BEGIN DATA FOR THE TASK

// Web server — Axum-based JSON API for the moderation pipeline.
//
// All routes serve JSON. CORS is wide open: the API is meant to be called
// straight from browser frontends, and it carries no credentials or
// sessions to protect.

use std::sync::Arc;

use anyhow::Result;
use axum::http::{header, StatusCode};
use axum::response::{IntoResponse, Response};
use axum::routing::{get, post};
use axum::Router;
use tower_http::cors::CorsLayer;
use tower_http::trace::TraceLayer;
use tracing::info;

use crate::moderation::engine::ModerationEngine;

pub mod handlers;

/// Shared application state threaded through all Axum handlers.
#[derive(Clone)]
pub struct AppState {
    pub engine: Arc<ModerationEngine>,
    /// Model identifier reported by /health
    pub model_name: String,
}

/// Start the Axum web server and block until it exits.
pub async fn run_server(state: AppState, port: u16, bind: &str) -> Result<()> {
    let app = build_router(state);

    let addr = format!("{bind}:{port}");
    info!("Palisade moderation API listening on http://{addr}");

    let listener = tokio::net::TcpListener::bind(&addr).await?;
    axum::serve(listener, app).await?;
    Ok(())
}

/// Build the moderation API router. Public so the service can be embedded
/// behind another router.
pub fn build_router(state: AppState) -> Router {
    Router::new()
        .route("/", get(handlers::meta::home))
        .route("/health", get(handlers::meta::health))
        .route("/moderate", post(handlers::moderate::moderate_single))
        .route("/moderate/batch", post(handlers::moderate::moderate_batch))
        .layer(
            CorsLayer::new()
                .allow_origin(tower_http::cors::Any)
                .allow_methods([
                    axum::http::Method::GET,
                    axum::http::Method::POST,
                    axum::http::Method::OPTIONS,
                ])
                .allow_headers([header::CONTENT_TYPE]),
        )
        .layer(TraceLayer::new_for_http())
        .with_state(state)
}

/// Typed JSON error response helper.
pub fn api_error(status: StatusCode, message: &str) -> Response {
    (status, axum::Json(serde_json::json!({ "error": message }))).into_response()
}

END DATA FOR THE TASK

→ ABOUT THIS TASK
What is needed is a copy of every line above in which "header" appears.

→ RESPONSE BOX
use axum::http::{header, StatusCode};
                .allow_headers([header::CONTENT_TYPE]),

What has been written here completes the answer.